Quant aux autres animateurs phares de la chaîne, ils ne sont pas en reste. Le 19 mars, Matthieu Belliard appelle à l’aide Patrick Martin, président délégué du Medef, contre ces salauds de fainéants que sont les salariés confrontés à l’épidémie du Covid 19 : « Est-ce que vous diriez qu’il y a un abus du droit de retrait ? » Du côté de Sonia Mabrouk, on est au diapason pour envoyer les salariés au boulot. Première question posée à Laurent Berger, secrétaire général de la CFDT :
Emmanuel Macron exhorte les entreprises et les salariés à poursuivre leur activité. Est-ce que vous vous joignez à cet appel Laurent Berger ? Est-ce que vous demandez aux salariés à aller au travail ? (20 mars)

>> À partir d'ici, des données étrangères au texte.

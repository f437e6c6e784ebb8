use clap::Parser;
use tower_lsp::{LspService, Server};
use tracing::info;

use uts_language_server::config::ServerConfig;
use uts_language_server::logging::init_logger;
use uts_language_server::lsp::backend::UtsBackend;

/// Language server for UTS sources, speaking LSP over stdio.
#[derive(Parser, Debug)]
#[command(version, about)]
struct Args {
    /// Log level filter for stderr, e.g. `debug` or `uts_language_server=trace`.
    /// Defaults to RUST_LOG, then `info`.
    #[arg(long)]
    log_level: Option<String>,

    /// Disable ANSI colors in log output.
    #[arg(long)]
    no_color: bool,

    /// Do not write a session log to the cache directory.
    #[arg(long)]
    no_file_logging: bool,

    /// Communicate over stdin/stdout. Accepted for client compatibility;
    /// stdio is the only transport.
    #[arg(long)]
    stdio: bool,
}

#[tokio::main]
async fn main() -> anyhow::Result<()> {
    let args = Args::parse();
    let _guard = init_logger(args.no_color, args.log_level.as_deref(), !args.no_file_logging)?;

    let config = ServerConfig::from_env_or_default(None);
    info!("Starting {} {} with {:?}", env!("CARGO_PKG_NAME"), env!("CARGO_PKG_VERSION"), config);

    let stdin = tokio::io::stdin();
    let stdout = tokio::io::stdout();
    let (service, socket) = LspService::new(|client| UtsBackend::new(client, config));

    Server::new(stdin, stdout, socket).serve(service).await;
    info!("Language server stopped");
    Ok(())
}
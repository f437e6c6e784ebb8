//! Error types for the analysis engine
//!
//! Analysis never surfaces these to the editor. Every capability degrades to
//! "no answer" after logging; the enum exists so internal layers can report
//! *why* an answer was unavailable.

use thiserror::Error;

/// Reasons an analysis layer could not produce an answer.
#[derive(Debug, Error)]
pub enum AnalysisError {
    /// The tree-sitter grammar could not be loaded into a parser.
    #[error("failed to load the UTS grammar: {0}")]
    Language(#[from] tree_sitter::LanguageError),

    /// The parser gave up without producing a syntax tree.
    #[error("parser produced no syntax tree for {len} bytes of input")]
    NoTree { len: usize },

    /// The syntax tree is nested too deeply for the semantic passes.
    #[error("syntax tree nested deeper than {limit} levels")]
    TooDeep { limit: usize },

    /// A search pattern built from document text failed to compile.
    #[error("invalid search pattern for `{word}`: {source}")]
    Pattern {
        word: String,
        #[source]
        source: regex::Error,
    },
}

pub type AnalysisResult<T> = Result<T, AnalysisError>;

Sans oublier de louer les efforts de la corporation patronale : « Bien sûr, il y a beaucoup d’entreprises, et il faut le rappeler, de chefs d’entreprise, qui font en sorte que ces règles de précaution sanitaire soient respectées. »
Ce bref tour d’horizon, condensé de propagande patronale, vous est offert gracieusement par la station Lagardère. Est-il utile de préciser que cette morgue quotidienne est déversée par des commentateurs en télétravail depuis le 17 mars, protégés des nombreux risques auxquels les salariés, à qui ils contestent l’usage du droit de retrait, sont, eux, exposés ?
Denis Pérais et Pauline Perrenot
Annexe : Les morts n’ont pas tous la même valeur
Dans sa chronique du 30 mars, Nicolas Beytout rendait un hommage appuyé à Patrick Devedjian, ancien ministre de Jacques Chirac et proche de Nicolas Sarkozy, mais aussi chroniqueur dans le quotidien qu’il dirige, L’Opinion.
– Matthieu Belliard : Vous teniez à dire un mot de Patrick Devedjian, dont nous appris la mort ce week-end à soixante quinze ans, des causes du Covid-19. Il collaborait très régulièrement avec votre journal, L’Opinion.
– Nicolas Beytout : Oui, merci beaucoup Matthieu. C’était un grand esprit, un grand homme.
« Un grand esprit [et] un grand homme », dont la première des grandeurs était d’avoir la même obsession que lui : « La dépense publique, maladie de l’État » (Titre de la chronique de Patrick Devedjian du 8 mai 2019 dans L’Opinion).
Le 26 mars, Aïcha Issadounène, caissière dans un supermarché Carrefour de Saint-Denis – dont elle était par ailleurs déléguée syndicale CGT – décédait également de la maladie. Une information probablement perdue en route, puisqu’aucun hommage ne lui sera rendu par Nicolas Beytout, ou tout autre animateur de la station Lagardère à l’antenne.
[1] Pour plus de détail voir l’article L4131-1 du Code du travail.
[2] En direction des agents du musée du Louvre, qui seront parmi les premiers à exercer leur droit de retrait, la ministre affirmait : « Il faut éviter de se mettre en situation de droit de retrait quand le droit de retrait n’est pas justifié. […] Je dis simplement que le droit de retrait n’est pas fait pour ça. […] Je reviens aux gestes barrière. On le rappellera jamais assez : si chaque citoyen, si chaque salarié, se lave les mains, éternue dans son coude, etc…, vous connaissez tous par cœur les cinq gestes « barrière », ça fait une grosse différence. Ça, c’est beaucoup plus efficace que le droit de retrait pour protéger les gens. » (BFM-TV , dans « BFM politique », 8 mars 2020).
[3] Ce alors même que la situation pour les travailleurs de La Poste déjà particulièrement problématique, le sera d’autant plus que s’ouvre la période du versement des prestations sociales, durant laquelle de très nombreuses personnes doivent se rendre dans les bureaux de poste. Une situation pas du tout anticipée, sur laquelle alerte le syndicat SUD-PTT tant décrié par Nicolas Barré.